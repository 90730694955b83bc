//! docsweep: find and repair dangling references in a document store.

use std::path::PathBuf;
use std::process::ExitCode;

use anyhow::{Context, Result};
use clap::{Parser, Subcommand};
use common::cli::utils::{handle_common_command, init_logging, load_config};
use common::cli::{CommonArgs, CommonCommands};
use common::config::{Configuration, FORCE_EXECUTE_VAR};
use common::{CollectionName, store};
use sanitizer::{
    IssueDiscovery, Orchestrator, ReportWriter, Sanitizer, VerificationEngine, generate_report,
};

#[derive(Parser, Debug)]
#[command(name = "docsweep", version, about = "Document store integrity sanitizer")]
struct Cli {
    #[command(flatten)]
    common: CommonArgs,

    /// Turn dry-run off (overrides DRY_RUN)
    #[arg(long, global = true)]
    execute: bool,

    /// Confirm destructive changes (overrides FORCE_EXECUTE)
    #[arg(long, global = true)]
    force: bool,

    #[command(subcommand)]
    command: Option<Commands>,
}

#[derive(Subcommand, Debug)]
enum Commands {
    /// Discover, report, clean up and verify (default)
    Run,
    /// Discover issues and write the report without changing anything
    Discover {
        #[arg(long, help = "Write the report to this path instead of the configured one")]
        output: Option<PathBuf>,
    },
    /// Run the integrity checks
    Verify {
        #[arg(long, help = "Fail when an advisory check fails too")]
        strict: bool,
    },
    /// Run a single collection sanitizer
    Sanitize {
        /// Collection to sanitize, e.g. bookmarks or bookmark-folder-links
        collection: CollectionName,
    },
    #[command(flatten)]
    Common(CommonCommands),
}

impl Cli {
    async fn run(self) -> Result<ExitCode> {
        let mut config = load_config(self.common.config.as_ref())?;
        if self.execute {
            config.sanitizer.dry_run = false;
        }
        if self.force {
            config.sanitizer.force_execute = true;
        }

        let command = self.command.unwrap_or(Commands::Run);
        tracing::debug!(command = ?command, "Dispatching command");

        if let Commands::Common(common) = &command {
            handle_common_command(common, &config)?;
            return Ok(ExitCode::SUCCESS);
        }

        config.validate().context("Invalid configuration")?;

        match command {
            Commands::Run => {
                let outcome = Orchestrator::new(config).run().await;
                if let Some(error) = &outcome.error {
                    eprintln!("Error: {error}");
                }
                log::info!(
                    "Run finished in phase {:?} with exit code {}",
                    outcome.final_phase(),
                    outcome.exit_code
                );
                Ok(ExitCode::from(outcome.exit_code))
            }
            Commands::Discover { output } => discover(&config, output).await,
            Commands::Verify { strict } => verify(&config, strict).await,
            Commands::Sanitize { collection } => sanitize(&config, collection).await,
            Commands::Common(_) => Ok(ExitCode::SUCCESS),
        }
    }
}

async fn discover(config: &Configuration, output: Option<PathBuf>) -> Result<ExitCode> {
    let store = store::connect(&config.database.dsn)
        .await
        .context("Failed to connect to document store")?;

    let issues = IssueDiscovery::new(store, config.sanitizer.sample_size)
        .discover_all_issues()
        .await?;
    let report = generate_report(issues, true);
    report.log();

    let writer = ReportWriter::new(
        config.sanitizer.report_dir.clone(),
        config.sanitizer.report_file_name.clone(),
    );
    let path = writer
        .write_report_to_file(&report, output.as_deref())
        .await?;
    log::info!("Report written to {}", path.display());

    Ok(ExitCode::SUCCESS)
}

async fn verify(config: &Configuration, strict: bool) -> Result<ExitCode> {
    let store = store::connect(&config.database.dsn)
        .await
        .context("Failed to connect to document store")?;

    let result = VerificationEngine::new(store, config.sanitizer.sample_size)
        .verify_database_integrity()
        .await;
    result.log();

    let ok = if strict { result.all_passed } else { result.passed };
    Ok(if ok { ExitCode::SUCCESS } else { ExitCode::FAILURE })
}

async fn sanitize(config: &Configuration, collection: CollectionName) -> Result<ExitCode> {
    let dry_run = config.sanitizer.dry_run;
    if !dry_run && !config.sanitizer.force_execute {
        log::warn!("Execute mode requires explicit confirmation; nothing was changed");
        log::warn!("Re-run with {FORCE_EXECUTE_VAR}=true or --force to apply the fixes");
        return Ok(ExitCode::FAILURE);
    }

    let store = store::connect(&config.database.dsn)
        .await
        .context("Failed to connect to document store")?;

    let result = Sanitizer::new(store, config.sanitizer.batch_size)
        .sanitize(collection, dry_run)
        .await?;
    result.log();
    println!(
        "{}",
        serde_json::to_string_pretty(&result).context("Failed to serialize cleanup result")?
    );

    Ok(if result.is_success() {
        ExitCode::SUCCESS
    } else {
        ExitCode::FAILURE
    })
}

#[tokio::main]
async fn main() -> ExitCode {
    let cli = Cli::parse();
    init_logging(&cli.common);

    match cli.run().await {
        Ok(code) => code,
        Err(e) => {
            eprintln!("Error: {e}");
            for cause in e.chain().skip(1) {
                eprintln!("  caused by: {cause}");
            }
            ExitCode::FAILURE
        }
    }
}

- Task to carry out
The required result is an identical copy of the records above.

- Task result
repository 90730694955b83bc
//! docsweep: find and repair dangling references in a document store.

use std::path::PathBuf;
use std::process::ExitCode;

use anyhow::{Context, Result};
use clap::{Parser, Subcommand};
use common::cli::utils::{handle_common_command, init_logging, load_config};
use common::cli::{CommonArgs, CommonCommands};
use common::config::{Configuration, FORCE_EXECUTE_VAR};
use common::{CollectionName, store};
use sanitizer::{
    IssueDiscovery, Orchestrator, ReportWriter, Sanitizer, VerificationEngine, generate_report,
};

#[derive(Parser, Debug)]
#[command(name = "docsweep", version, about = "Document store integrity sanitizer")]
struct Cli {
    #[command(flatten)]
    common: CommonArgs,

    /// Turn dry-run off (overrides DRY_RUN)
    #[arg(long, global = true)]
    execute: bool,

    /// Confirm destructive changes (overrides FORCE_EXECUTE)
    #[arg(long, global = true)]
    force: bool,

    #[command(subcommand)]
    command: Option<Commands>,
}

#[derive(Subcommand, Debug)]
enum Commands {
    /// Discover, report, clean up and verify (default)
    Run,
    /// Discover issues and write the report without changing anything
    Discover {
        #[arg(long, help = "Write the report to this path instead of the configured one")]
        output: Option<PathBuf>,
    },
    /// Run the integrity checks
    Verify {
        #[arg(long, help = "Fail when an advisory check fails too")]
        strict: bool,
    },
    /// Run a single collection sanitizer
    Sanitize {
        /// Collection to sanitize, e.g. bookmarks or bookmark-folder-links
        collection: CollectionName,
    },
    #[command(flatten)]
    Common(CommonCommands),
}

impl Cli {
    async fn run(self) -> Result<ExitCode> {
        let mut config = load_config(self.common.config.as_ref())?;
        if self.execute {
            config.sanitizer.dry_run = false;
        }
        if self.force {
            config.sanitizer.force_execute = true;
        }

        let command = self.command.unwrap_or(Commands::Run);
        tracing::debug!(command = ?command, "Dispatching command");

        if let Commands::Common(common) = &command {
            handle_common_command(common, &config)?;
            return Ok(ExitCode::SUCCESS);
        }

        config.validate().context("Invalid configuration")?;

        match command {
            Commands::Run => {
                let outcome = Orchestrator::new(config).run().await;
                if let Some(error) = &outcome.error {
                    eprintln!("Error: {error}");
                }
                log::info!(
                    "Run finished in phase {:?} with exit code {}",
                    outcome.final_phase(),
                    outcome.exit_code
                );
                Ok(ExitCode::from(outcome.exit_code))
            }
            Commands::Discover { output } => discover(&config, output).await,
            Commands::Verify { strict } => verify(&config, strict).await,
            Commands::Sanitize { collection } => sanitize(&config, collection).await,
            Commands::Common(_) => Ok(ExitCode::SUCCESS),
        }
    }
}

async fn discover(config: &Configuration, output: Option<PathBuf>) -> Result<ExitCode> {
    let store = store::connect(&config.database.dsn)
        .await
        .context("Failed to connect to document store")?;

    let issues = IssueDiscovery::new(store, config.sanitizer.sample_size)
        .discover_all_issues()
        .await?;
    let report = generate_report(issues, true);
    report.log();

    let writer = ReportWriter::new(
        config.sanitizer.report_dir.clone(),
        config.sanitizer.report_file_name.clone(),
    );
    let path = writer
        .write_report_to_file(&report, output.as_deref())
        .await?;
    log::info!("Report written to {}", path.display());

    Ok(ExitCode::SUCCESS)
}

async fn verify(config: &Configuration, strict: bool) -> Result<ExitCode> {
    let store = store::connect(&config.database.dsn)
        .await
        .context("Failed to connect to document store")?;

    let result = VerificationEngine::new(store, config.sanitizer.sample_size)
        .verify_database_integrity()
        .await;
    result.log();

    let ok = if strict { result.all_passed } else { result.passed };
    Ok(if ok { ExitCode::SUCCESS } else { ExitCode::FAILURE })
}

async fn sanitize(config: &Configuration, collection: CollectionName) -> Result<ExitCode> {
    let dry_run = config.sanitizer.dry_run;
    if !dry_run && !config.sanitizer.force_execute {
        log::warn!("Execute mode requires explicit confirmation; nothing was changed");
        log::warn!("Re-run with {FORCE_EXECUTE_VAR}=true or --force to apply the fixes");
        return Ok(ExitCode::FAILURE);
    }

    let store = store::connect(&config.database.dsn)
        .await
        .context("Failed to connect to document store")?;

    let result = Sanitizer::new(store, config.sanitizer.batch_size)
        .sanitize(collection, dry_run)
        .await?;
    result.log();
    println!(
        "{}",
        serde_json::to_string_pretty(&result).context("Failed to serialize cleanup result")?
    );

    Ok(if result.is_success() {
        ExitCode::SUCCESS
    } else {
        ExitCode::FAILURE
    })
}

#[tokio::main]
async fn main() -> ExitCode {
    let cli = Cli::parse();
    init_logging(&cli.common);

    match cli.run().await {
        Ok(code) => code,
        Err(e) => {
            eprintln!("Error: {e}");
            for cause in e.chain().skip(1) {
                eprintln!("  caused by: {cause}");
            }
            ExitCode::FAILURE
        }
    }
}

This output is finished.